Personal information
- Full name: Gary Miller
- Date of birth: 15 April 1987 (age 39)
- Place of birth: Glasgow, Scotland
- Height: 1.84 m (6 ft 1⁄2 in)
- Position: Central midfielder

Team information
- Current team: Greenock Morton (Assistant Manager and Head of Youth and Emerging Talent)

Senior career*
- Years: Team / Apps / (Gls)
- 2003–2009: Livingston / 40 / (0)
- 2006: → Ayr United (loan) / 15 / (1)
- 2007–2008: → Ross County (loan) / 20 / (0)
- 2009–2012: Ross County / 99 / (1)
- 2012–2015: St Johnstone / 61 / (1)
- 2015–2016: Partick Thistle / 21 / (1)
- 2016–2018: Plymouth Argyle / 46 / (0)
- 2018–2019: Carlisle United / 18 / (1)
- 2019–2022: Falkirk / 72 / (0)
- 2022–2023: East Kilbride
- 2023–2024: St Cadoc's

= Gary Miller (footballer) =

Scottish footballer

Gary Miller (born 15 April 1987) is a Scottish former footballer who is currently the assistant manager and Head of Youth and Emerging Talent at Greenock Morton.

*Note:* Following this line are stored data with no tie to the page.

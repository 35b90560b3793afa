//! Deterministic demonstration order used to seed an empty store.

use crate::{Delivery, Item, Order, Payment};
use chrono::DateTime;

/// Key of the demonstration order.
pub const DEMO_ORDER_UID: &str = "b563feb7b2b84b6test";

/// Build the demonstration order. Always returns the same value.
pub fn demo_order() -> Order {
    Order {
        order_uid: DEMO_ORDER_UID.to_string(),
        track_number: "WBILMTESTTRACK".to_string(),
        entry: "WBIL".to_string(),
        delivery: Delivery {
            name: "Test Testov".to_string(),
            phone: "+9720000000".to_string(),
            zip: "2639809".to_string(),
            city: "Kiryat Mozkin".to_string(),
            address: "Ploshad Mira 15".to_string(),
            region: "Kraiot".to_string(),
            email: "test@gmail.com".to_string(),
        },
        payment: Payment {
            transaction: DEMO_ORDER_UID.to_string(),
            request_id: String::new(),
            currency: "USD".to_string(),
            provider: "wbpay".to_string(),
            amount: 1817,
            payment_dt: 1_637_907_727,
            bank: "alpha".to_string(),
            delivery_cost: 1500,
            goods_total: 317,
            custom_fee: 0,
        },
        items: vec![Item {
            chrt_id: 9_934_930,
            track_number: "WBILMTESTTRACK".to_string(),
            price: 453,
            rid: "ab4219087a764ae0btest".to_string(),
            name: "Mascaras".to_string(),
            sale: 30,
            size: "0".to_string(),
            total_price: 317,
            nm_id: 2_389_212,
            brand: "Vivienne Sabo".to_string(),
            status: 202,
        }],
        locale: "en".to_string(),
        internal_signature: String::new(),
        customer_id: "test".to_string(),
        delivery_service: "meest".to_string(),
        shardkey: "9".to_string(),
        sm_id: 99,
        // 2021-11-26T06:22:19Z
        date_created: DateTime::from_timestamp(1_637_907_739, 0).unwrap_or_default(),
        oof_shard: "1".to_string(),
    }
}
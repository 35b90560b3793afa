//! Lookup by key: cache first, then the durable store.
//!
//! A store hit is returned but not written back into the cache. The cache is
//! fed by the ingestion pipeline and warm start only.

use crate::traits::{OrderCache, OrderStore};
use orderflow_core::{Order, OrderflowResult};
use std::sync::Arc;

/// Where a lookup was answered from.
#[derive(Debug, Clone, Copy, PartialEq, Eq)]
pub enum LookupSource {
    Cache,
    Store,
}

impl LookupSource {
    pub fn as_str(&self) -> &'static str {
        match self {
            LookupSource::Cache => "cache",
            LookupSource::Store => "store",
        }
    }
}

/// A found order and where it came from.
#[derive(Debug, Clone, PartialEq)]
pub struct Lookup {
    pub order: Order,
    pub source: LookupSource,
}

/// Read path over a cache and a store.
pub struct OrderReader<C: ?Sized, S: ?Sized> {
    cache: Arc<C>,
    store: Arc<S>,
}

impl<C: ?Sized, S: ?Sized> Clone for OrderReader<C, S> {
    fn clone(&self) -> Self {
        Self {
            cache: Arc::clone(&self.cache),
            store: Arc::clone(&self.store),
        }
    }
}

impl<C, S> OrderReader<C, S>
where
    C: OrderCache + ?Sized,
    S: OrderStore + ?Sized,
{
    pub fn new(cache: Arc<C>, store: Arc<S>) -> Self {
        Self { cache, store }
    }

    /// Find an order by key. `Ok(None)` means neither layer has it.
    pub async fn lookup(&self, order_uid: &str) -> OrderflowResult<Option<Lookup>> {
        if let Some(order) = self.cache.get(order_uid) {
            return Ok(Some(Lookup {
                order,
                source: LookupSource::Cache,
            }));
        }

        let found = self.store.fetch(order_uid).await?;
        Ok(found.map(|order| Lookup {
            order,
            source: LookupSource::Store,
        }))
    }

    pub fn cache(&self) -> &Arc<C> {
        &self.cache
    }

    pub fn store(&self) -> &Arc<S> {
        &self.store
    }
}
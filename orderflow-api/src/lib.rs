//! orderflow API - HTTP read path and service wiring
//!
//! Serves orders by key from the in-memory cache with the Postgres store as
//! fallback, exposes health and Prometheus endpoints, and provides the
//! Postgres store, schema migrations and (with the `kafka` feature) the Kafka
//! message source used by the `orderflow` binary.

pub mod config;
pub mod db;
pub mod error;
#[cfg(feature = "kafka")]
pub mod kafka;
pub mod migrations;
pub mod openapi;
pub mod routes;
pub mod state;
pub mod telemetry;

// Re-export commonly used types
pub use config::{split_csv, KafkaConfig, ServerConfig};
pub use db::{DbConfig, PgOrderStore};
pub use error::{ApiError, ApiResult, ErrorCode};
#[cfg(feature = "kafka")]
pub use kafka::KafkaSource;
pub use migrations::{Direction, Migration, MIGRATIONS};
pub use openapi::ApiDoc;
pub use routes::create_api_router;
pub use state::AppState;
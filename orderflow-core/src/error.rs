//! Error types for orderflow operations

use thiserror::Error;

/// Durable store errors.
///
/// These signal infrastructure trouble, never bad input.
#[derive(Debug, Clone, Error, PartialEq, Eq)]
pub enum StorageError {
    #[error("Store unavailable: {reason}")]
    Unavailable { reason: String },

    #[error("Write failed for order {order_uid}: {reason}")]
    WriteFailed { order_uid: String, reason: String },

    #[error("Read failed for order {order_uid}: {reason}")]
    ReadFailed { order_uid: String, reason: String },

    #[error("Query failed: {reason}")]
    QueryFailed { reason: String },

    #[error("Transaction failed: {reason}")]
    TransactionFailed { reason: String },

    #[error("Migration {name} failed: {reason}")]
    MigrationFailed { name: String, reason: String },
}

/// Field-level validation errors.
#[derive(Debug, Clone, Error, PartialEq, Eq)]
pub enum ValidationError {
    #[error("Required field missing: {field}")]
    RequiredFieldMissing { field: String },

    #[error("Invalid length for {field}: {len} not in {min}..={max}")]
    InvalidLength {
        field: String,
        len: usize,
        min: usize,
        max: usize,
    },

    #[error("Value out of range for {field}: {value} - {reason}")]
    OutOfRange {
        field: String,
        value: i64,
        reason: String,
    },

    #[error("Invalid format for {field}: expected {expected}")]
    InvalidFormat { field: String, expected: String },
}

impl ValidationError {
    /// Path of the offending field, e.g. `items[0].sale`.
    pub fn field(&self) -> &str {
        match self {
            ValidationError::RequiredFieldMissing { field }
            | ValidationError::InvalidLength { field, .. }
            | ValidationError::OutOfRange { field, .. }
            | ValidationError::InvalidFormat { field, .. } => field,
        }
    }
}

/// Payload decoding errors.
#[derive(Debug, Clone, Error, PartialEq, Eq)]
pub enum DecodeError {
    #[error("Malformed payload: {reason}")]
    Malformed { reason: String },
}

/// Message source errors.
#[derive(Debug, Clone, Error, PartialEq, Eq)]
pub enum SourceError {
    #[error("Failed to connect to message source: {reason}")]
    ConnectFailed { reason: String },

    #[error("Failed to receive message: {reason}")]
    ReceiveFailed { reason: String },

    #[error("Commit failed at {position}: {reason}")]
    CommitFailed { position: String, reason: String },
}

/// Configuration errors.
#[derive(Debug, Clone, Error, PartialEq, Eq)]
pub enum ConfigError {
    #[error("Missing required configuration field: {field}")]
    MissingRequired { field: String },

    #[error("Invalid value for {field}: {value} - {reason}")]
    InvalidValue {
        field: String,
        value: String,
        reason: String,
    },
}

/// Master error type for all orderflow errors.
#[derive(Debug, Clone, Error, PartialEq, Eq)]
pub enum OrderflowError {
    #[error("Storage error: {0}")]
    Storage(#[from] StorageError),

    #[error("Validation error: {0}")]
    Validation(#[from] ValidationError),

    #[error("Decode error: {0}")]
    Decode(#[from] DecodeError),

    #[error("Source error: {0}")]
    Source(#[from] SourceError),

    #[error("Config error: {0}")]
    Config(#[from] ConfigError),
}

/// Result type alias for orderflow operations.
pub type OrderflowResult<T> = Result<T, OrderflowError>;

// =============================================================================
// TESTS
// =============================================================================
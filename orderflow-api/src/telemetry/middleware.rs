//! Axum Middleware for HTTP Request Tracing and Metrics
//!
//! Wraps every request in a `tracing` span, records Prometheus metrics and
//! logs completion.

use axum::{extract::Request, middleware::Next, response::Response};
use once_cell::sync::Lazy;
use regex::Regex;
use std::time::Instant;
use tracing::{info_span, Instrument};

use super::metrics::METRICS;

static ORDER_PATH: Lazy<Option<Regex>> = Lazy::new(|| Regex::new(r"^/order/[^/]+/?$").ok());

/// Collapse order keys so the `path` label stays low-cardinality.
fn normalize_path(path: &str) -> String {
    let is_order = ORDER_PATH
        .as_ref()
        .map(|re| re.is_match(path))
        .unwrap_or(false);
    if is_order {
        "/order/{id}".to_string()
    } else {
        path.to_string()
    }
}

/// Observability middleware for Axum.
pub async fn observability_middleware(request: Request, next: Next) -> Response {
    let start = Instant::now();

    let method = request.method().clone();
    let path = request.uri().path().to_string();
    let normalized_path = normalize_path(&path);

    let span = info_span!(
        "http_request",
        http.method = %method,
        http.target = %path,
        http.route = %normalized_path,
    );

    let response = next.run(request).instrument(span).await;

    let duration = start.elapsed();
    let status = response.status();

    if let Ok(metrics) = METRICS.as_ref() {
        metrics.record_http_request(
            method.as_str(),
            &normalized_path,
            status.as_u16(),
            duration.as_secs_f64(),
        );
    }

    tracing::info!(
        method = %method,
        path = %path,
        status = status.as_u16(),
        duration_ms = duration.as_millis() as u64,
        "Request completed"
    );

    response
}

During his playing career spanning over two decades, Miller played as a defensive midfielder or defender. He appeared for a number of clubs across Scotland and England, including Livingston, Ayr United (loan), Ross County, St Johnstone, Partick Thistle, Plymouth Argyle, Carlisle United, Falkirk, East Kilbride and St Cadoc's.

==Career==

===Livingston===
Miller began his career at Livingston, making his debut a substitute on 29 October 2005, in a 1–1 draw away to Falkirk. He made 40 league appearances for Livingston during his six-year spell at the club.

On 31 August 2006, Miller moved on loan to Ayr United, where he scored his first career goal on his debut away to Forfar Athletic. He then spent the 2007–08 season on loan at Ross County, helping the club win the Second Division title.

===Ross County===
On 2 June 2009, Miller returned to Ross County, this time on a permanent basis. In his first season, the club reached the Scottish Cup Final, where Miller played the full ninety minutes, however it ended in defeat as Ross County lost 3–0 to Dundee United at Hampden.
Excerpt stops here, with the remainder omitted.